Jeeny: “Because they’re the same thing when done right.”

Jack: (quietly) “You know… I used to think business was about winning. Outpacing. Outselling. But lately… it just feels like shouting.”

Jeeny: “Then maybe it’s time you start listening.”

Jack: “To what?”

Jeeny: “To the reason you started in the first place.”

Host: The rain eased outside. The neon reflections on the wet street looked like brushstrokes now, not noise. Jack turned to the glass, his reflection overlapping with the mannequins — man and image, purpose and projection, all blending in one frame.

Jack: “You know, I remember when I first opened a store. I wanted people to feel something walking out. Not just pride in what they bought — but in what they supported. Somewhere along the way, I lost that.”

Jeeny: “Then find it again. That’s what Polman, Cole, all of them mean — you can make profit with principle. Purpose isn’t a destination, Jack. It’s maintenance. You keep tuning your compass until the world stops spinning you.”

Host: The music changed — soft jazz fading into silence. The last store light turned off, leaving only the glow from outside. The city beyond was alive, chaotic, brilliant — but from inside, it looked almost peaceful.
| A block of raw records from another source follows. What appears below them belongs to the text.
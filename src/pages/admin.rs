//! Admin post manager pages.
//!
//! The form draft lives in the visitor's session; the collection lives in the shared
//! posts store. Mutations report back through toasts on the next page.

use askama::Template;
use axum::{
    extract::{Path, State},
    response::{Html, Redirect},
    Form,
};
use axum_extra::extract::CookieJar;
use serde::Deserialize;

use super::render;
use crate::admin::{self, PostDraft};
use crate::errors::AppError;
use crate::models::{Post, PostId};
use crate::posts::{LoadStatus, PostsSnapshot};
use crate::session::{self, SessionData, Toast};
use crate::AppState;

/// Number of placeholder cards shown while the list loads.
const SKELETON_ROWS: usize = 3;

pub struct PostRow {
    pub title: String,
    pub body: String,
    pub edit_href: String,
    pub delete_href: String,
}

impl From<&Post> for PostRow {
    fn from(post: &Post) -> Self {
        Self {
            title: post.title.clone(),
            body: post.body.clone(),
            edit_href: format!("/admin/posts/{}/edit", post.id.path_segment()),
            delete_href: format!("/admin/posts/{}/delete", post.id.path_segment()),
        }
    }
}

#[derive(Template)]
#[template(path = "admin.html")]
pub struct AdminTemplate {
    pub toasts: Vec<Toast>,
    pub heading: &'static str,
    pub submit_label: &'static str,
    pub editing: bool,
    pub title: String,
    pub body: String,
    pub skeleton: Vec<usize>,
    pub error: Option<String>,
    pub posts: Option<Vec<PostRow>>,
}

impl AdminTemplate {
    pub fn new(draft: &PostDraft, snapshot: &PostsSnapshot, toasts: Vec<Toast>) -> Self {
        let skeleton = match snapshot.status {
            LoadStatus::Loading => (0..SKELETON_ROWS).collect(),
            _ => Vec::new(),
        };
        let error = match snapshot.status {
            LoadStatus::Failed => Some(snapshot.error.clone().unwrap_or_default()),
            _ => None,
        };
        let posts = match snapshot.status {
            LoadStatus::Succeeded => Some(snapshot.posts.iter().map(PostRow::from).collect()),
            _ => None,
        };

        Self {
            toasts,
            heading: draft.heading(),
            submit_label: draft.submit_label(),
            editing: draft.id.is_some(),
            title: draft.title.clone(),
            body: draft.body.clone(),
            skeleton,
            error,
            posts,
        }
    }
}

#[derive(Template)]
#[template(path = "admin_delete.html")]
pub struct ConfirmDeleteTemplate {
    pub toasts: Vec<Toast>,
    pub title: String,
    pub action: String,
}

/// GET /admin - Post manager.
///
/// Opening the page loads the collection. Redirects back from an admin action keep the
/// in-memory list, so completed mutations show without another round trip.
pub async fn admin_page(
    State(state): State<AppState>,
    jar: CookieJar,
) -> Result<(CookieJar, Html<String>), AppError> {
    let (jar, session) = session::resolve(jar);

    let (draft, toasts, list_current) = state
        .sessions
        .with_existing(session, |s| {
            (s.draft.clone(), s.take_toasts(), s.take_list_current())
        })
        .await
        .unwrap_or_default();

    if !list_current || state.posts.snapshot().await.status == LoadStatus::Idle {
        // The failure is recorded in the store and rendered from the snapshot.
        let _ = state.posts.list().await;
    }
    let snapshot = state.posts.snapshot().await;

    let page = render(&AdminTemplate::new(&draft, &snapshot, toasts))?;
    Ok((jar, page))
}

#[derive(Debug, Deserialize)]
pub struct PostForm {
    #[serde(default)]
    pub title: String,
    #[serde(default)]
    pub body: String,
}

/// POST /admin/posts - Create or update, depending on the draft's mode.
///
/// The draft is reset before the store call resolves.
pub async fn submit_post(
    State(state): State<AppState>,
    jar: CookieJar,
    Form(form): Form<PostForm>,
) -> (CookieJar, Redirect) {
    let (jar, session) = session::resolve(jar);

    let submission = state
        .sessions
        .with(session, |s| {
            s.keep_list();
            let result = s.draft.submit(&form.title, &form.body);
            if result.is_err() {
                s.draft.title = form.title.clone();
                s.draft.body = form.body.clone();
            }
            result
        })
        .await;

    let toast = match submission {
        Ok(submission) => submission.dispatch(&state.posts).await,
        Err(e) => Toast::error(e.message()),
    };
    state.sessions.push_toast(session, toast).await;

    (jar, Redirect::to("/admin"))
}

/// GET /admin/posts/{id}/edit - Switch the form to edit mode for a stored post.
pub async fn edit_post(
    State(state): State<AppState>,
    jar: CookieJar,
    Path(id): Path<String>,
) -> (CookieJar, Redirect) {
    let (jar, session) = session::resolve(jar);

    let post = state.posts.find(&id).await;
    if post.is_none() {
        tracing::debug!(%id, "Edit requested for unknown post");
    }
    state
        .sessions
        .with(session, |s| {
            s.keep_list();
            match &post {
                Some(post) => s.draft.begin_edit(post),
                None => s.push_toast(Toast::error(format!("Post {} not found.", id))),
            }
        })
        .await;

    (jar, Redirect::to("/admin"))
}

/// POST /admin/cancel - Leave edit mode.
pub async fn cancel_edit(State(state): State<AppState>, jar: CookieJar) -> (CookieJar, Redirect) {
    let (jar, session) = session::resolve(jar);
    state
        .sessions
        .with(session, |s| {
            s.keep_list();
            s.draft.reset();
        })
        .await;
    (jar, Redirect::to("/admin"))
}

/// GET /admin/posts/{id}/delete - Ask before deleting.
pub async fn confirm_delete(
    State(state): State<AppState>,
    jar: CookieJar,
    Path(id): Path<String>,
) -> Result<(CookieJar, Html<String>), AppError> {
    let (jar, session) = session::resolve(jar);
    let toasts = state.sessions.take_toasts(session).await;

    let found = state.posts.find(&id).await;
    let (title, post_id) = match found {
        Some(post) => (post.title, post.id),
        None => (format!("Post {}", id), PostId::Text(id)),
    };

    let page = render(&ConfirmDeleteTemplate {
        toasts,
        title,
        action: format!("/admin/posts/{}/delete", post_id.path_segment()),
    })?;
    Ok((jar, page))
}

#[derive(Debug, Deserialize)]
pub struct DeleteForm {
    #[serde(default)]
    pub confirm: Option<String>,
}

/// POST /admin/posts/{id}/delete - Delete once the confirmation was given.
pub async fn delete_post(
    State(state): State<AppState>,
    jar: CookieJar,
    Path(id): Path<String>,
    Form(form): Form<DeleteForm>,
) -> (CookieJar, Redirect) {
    let (jar, session) = session::resolve(jar);

    if form.confirm.as_deref() != Some("yes") {
        tracing::debug!(%id, "Delete not confirmed");
        state.sessions.with(session, SessionData::keep_list).await;
        return (jar, Redirect::to("/admin"));
    }

    // Unknown ids go out exactly as they arrived in the path.
    let found = state.posts.find(&id).await.map(|p| p.id);
    let post_id = found.unwrap_or(PostId::Text(id));
    let toast = admin::confirmed_delete(&state.posts, &post_id).await;
    state
        .sessions
        .with(session, |s| {
            s.keep_list();
            s.push_toast(toast);
        })
        .await;

    (jar, Redirect::to("/admin"))
}

#[cfg(test)]
mod tests {
    use super::*;

    fn snapshot(status: LoadStatus) -> PostsSnapshot {
        PostsSnapshot {
            posts: vec![Post {
                id: PostId::Number(1),
                title: "One".to_string(),
                body: "Body".to_string(),
            }],
            status,
            error: Some("Request failed with status code 500".to_string()),
        }
    }

    #[test]
    fn test_loading_shows_only_skeleton() {
        let view = AdminTemplate::new(&PostDraft::default(), &snapshot(LoadStatus::Loading), vec![]);
        assert_eq!(view.skeleton.len(), SKELETON_ROWS);
        assert!(view.error.is_none());
        assert!(view.posts.is_none());
    }

    #[test]
    fn test_failed_shows_stored_error() {
        let view = AdminTemplate::new(&PostDraft::default(), &snapshot(LoadStatus::Failed), vec![]);
        assert_eq!(
            view.error.as_deref(),
            Some("Request failed with status code 500")
        );
        assert!(view.posts.is_none());
        let html = view.render().unwrap();
        assert!(html.contains("Request failed with status code 500"));
    }

    #[test]
    fn test_succeeded_lists_posts_with_actions() {
        let view = AdminTemplate::new(
            &PostDraft::default(),
            &snapshot(LoadStatus::Succeeded),
            vec![],
        );
        let rows = view.posts.as_ref().unwrap();
        assert_eq!(rows.len(), 1);
        assert_eq!(rows[0].edit_href, "/admin/posts/1/edit");
        assert_eq!(rows[0].delete_href, "/admin/posts/1/delete");
    }

    #[test]
    fn test_row_links_escape_text_ids() {
        let post = Post {
            id: PostId::Text("a/b?c".to_string()),
            title: "Odd".to_string(),
            body: "Body".to_string(),
        };
        let row = PostRow::from(&post);
        assert_eq!(row.edit_href, "/admin/posts/a%2Fb%3Fc/edit");
        assert_eq!(row.delete_href, "/admin/posts/a%2Fb%3Fc/delete");
    }

    #[test]
    fn test_idle_renders_nothing() {
        let view = AdminTemplate::new(&PostDraft::default(), &snapshot(LoadStatus::Idle), vec![]);
        assert!(view.skeleton.is_empty());
        assert!(view.error.is_none());
        assert!(view.posts.is_none());
    }

    #[test]
    fn test_edit_mode_form() {
        let mut draft = PostDraft::default();
        draft.begin_edit(&snapshot(LoadStatus::Succeeded).posts[0]);
        let view = AdminTemplate::new(&draft, &snapshot(LoadStatus::Succeeded), vec![]);
        assert!(view.editing);
        assert_eq!(view.heading, "Edit Post");
        let html = view.render().unwrap();
        assert!(html.contains("Update Post"));
        assert!(html.contains("/admin/cancel"));
    }
}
Jack: (after a pause) “You ever think we’ve made business too cold to carry meaning anymore?”

Jeeny: “No. We’ve just forgotten to touch it with our hands again. Purpose doesn’t come from slogans. It comes from fingerprints.”

Host: She reached out, pressed her palm against the window, leaving a faint mark that glowed under the streetlight.

Jeeny: “That’s how you change things. Not by shouting louder — but by leaving a trace.”

Jack: “And you think people will see it?”

Jeeny: “Someone always does.”

Host: He watched her reflection beside his own — her quiet conviction mirrored against his restless doubt. For a long time, neither spoke.

Then, finally, Jack exhaled — the sound almost like surrender.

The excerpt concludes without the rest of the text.